Stored items:

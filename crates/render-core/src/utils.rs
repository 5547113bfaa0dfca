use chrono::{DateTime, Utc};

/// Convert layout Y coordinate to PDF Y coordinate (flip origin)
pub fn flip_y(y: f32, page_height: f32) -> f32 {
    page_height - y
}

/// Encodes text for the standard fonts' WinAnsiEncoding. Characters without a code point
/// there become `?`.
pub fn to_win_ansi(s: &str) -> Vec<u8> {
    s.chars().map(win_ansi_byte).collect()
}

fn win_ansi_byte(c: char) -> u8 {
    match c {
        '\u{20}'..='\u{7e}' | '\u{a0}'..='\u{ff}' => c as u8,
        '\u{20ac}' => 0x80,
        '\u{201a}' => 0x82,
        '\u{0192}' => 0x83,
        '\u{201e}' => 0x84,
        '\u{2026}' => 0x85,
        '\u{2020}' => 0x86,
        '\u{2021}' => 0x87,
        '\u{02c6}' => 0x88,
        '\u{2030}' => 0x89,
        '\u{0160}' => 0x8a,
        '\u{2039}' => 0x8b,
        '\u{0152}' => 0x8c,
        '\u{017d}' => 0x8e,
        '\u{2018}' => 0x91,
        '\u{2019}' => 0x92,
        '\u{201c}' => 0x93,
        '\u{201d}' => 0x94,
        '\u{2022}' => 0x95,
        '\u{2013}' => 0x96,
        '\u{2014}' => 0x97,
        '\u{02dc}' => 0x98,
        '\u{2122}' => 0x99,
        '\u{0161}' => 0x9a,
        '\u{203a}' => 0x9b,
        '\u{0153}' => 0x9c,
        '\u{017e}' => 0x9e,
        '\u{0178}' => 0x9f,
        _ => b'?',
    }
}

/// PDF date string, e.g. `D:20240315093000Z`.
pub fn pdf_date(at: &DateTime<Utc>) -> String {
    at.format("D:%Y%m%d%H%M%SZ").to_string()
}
---
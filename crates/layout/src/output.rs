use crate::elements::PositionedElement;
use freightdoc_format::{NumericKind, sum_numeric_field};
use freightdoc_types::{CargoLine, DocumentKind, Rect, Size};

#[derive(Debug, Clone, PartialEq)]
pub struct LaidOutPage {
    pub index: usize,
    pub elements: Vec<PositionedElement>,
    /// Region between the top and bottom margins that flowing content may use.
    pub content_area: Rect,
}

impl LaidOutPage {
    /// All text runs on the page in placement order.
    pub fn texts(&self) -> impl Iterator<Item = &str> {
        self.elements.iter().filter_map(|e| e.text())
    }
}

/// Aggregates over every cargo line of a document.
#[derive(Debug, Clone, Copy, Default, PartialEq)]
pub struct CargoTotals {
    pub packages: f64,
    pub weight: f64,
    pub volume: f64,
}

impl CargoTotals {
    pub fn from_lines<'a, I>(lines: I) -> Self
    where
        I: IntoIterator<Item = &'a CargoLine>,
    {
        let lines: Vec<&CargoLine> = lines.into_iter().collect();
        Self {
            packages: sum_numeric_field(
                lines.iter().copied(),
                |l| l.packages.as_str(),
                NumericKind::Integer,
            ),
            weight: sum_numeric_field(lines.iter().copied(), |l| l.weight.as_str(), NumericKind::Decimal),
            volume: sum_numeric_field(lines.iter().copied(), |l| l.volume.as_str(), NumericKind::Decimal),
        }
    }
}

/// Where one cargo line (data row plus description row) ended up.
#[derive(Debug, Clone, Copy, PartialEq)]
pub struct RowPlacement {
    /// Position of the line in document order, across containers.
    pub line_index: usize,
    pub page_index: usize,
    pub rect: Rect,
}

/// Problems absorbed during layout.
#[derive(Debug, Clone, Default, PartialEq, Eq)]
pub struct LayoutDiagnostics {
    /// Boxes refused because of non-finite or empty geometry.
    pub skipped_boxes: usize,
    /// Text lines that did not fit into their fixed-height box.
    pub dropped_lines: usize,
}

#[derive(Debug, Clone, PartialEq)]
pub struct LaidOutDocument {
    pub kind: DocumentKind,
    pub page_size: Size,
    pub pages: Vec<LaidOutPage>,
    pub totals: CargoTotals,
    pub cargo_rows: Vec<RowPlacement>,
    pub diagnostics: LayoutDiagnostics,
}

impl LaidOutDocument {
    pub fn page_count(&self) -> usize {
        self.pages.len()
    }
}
...
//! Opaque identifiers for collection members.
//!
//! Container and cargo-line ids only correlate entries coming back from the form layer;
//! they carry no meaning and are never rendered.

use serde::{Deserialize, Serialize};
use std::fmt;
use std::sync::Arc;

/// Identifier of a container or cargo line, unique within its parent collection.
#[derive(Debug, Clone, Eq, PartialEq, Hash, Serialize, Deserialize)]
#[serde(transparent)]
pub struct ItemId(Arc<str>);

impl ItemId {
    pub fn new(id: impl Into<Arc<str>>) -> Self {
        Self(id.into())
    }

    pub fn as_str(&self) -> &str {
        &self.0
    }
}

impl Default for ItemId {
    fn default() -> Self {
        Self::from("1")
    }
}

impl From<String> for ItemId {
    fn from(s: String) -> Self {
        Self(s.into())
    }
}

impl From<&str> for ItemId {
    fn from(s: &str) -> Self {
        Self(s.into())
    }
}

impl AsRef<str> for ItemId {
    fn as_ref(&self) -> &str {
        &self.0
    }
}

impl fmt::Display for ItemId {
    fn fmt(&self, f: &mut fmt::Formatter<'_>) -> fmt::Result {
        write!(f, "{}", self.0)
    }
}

About this exercise –
Pick out all lines from the data above in which the word "usize" appears.

Exercise output –
    pub index: usize,
    pub line_index: usize,
    pub page_index: usize,
    pub skipped_boxes: usize,
    pub dropped_lines: usize,
    pub fn page_count(&self) -> usize {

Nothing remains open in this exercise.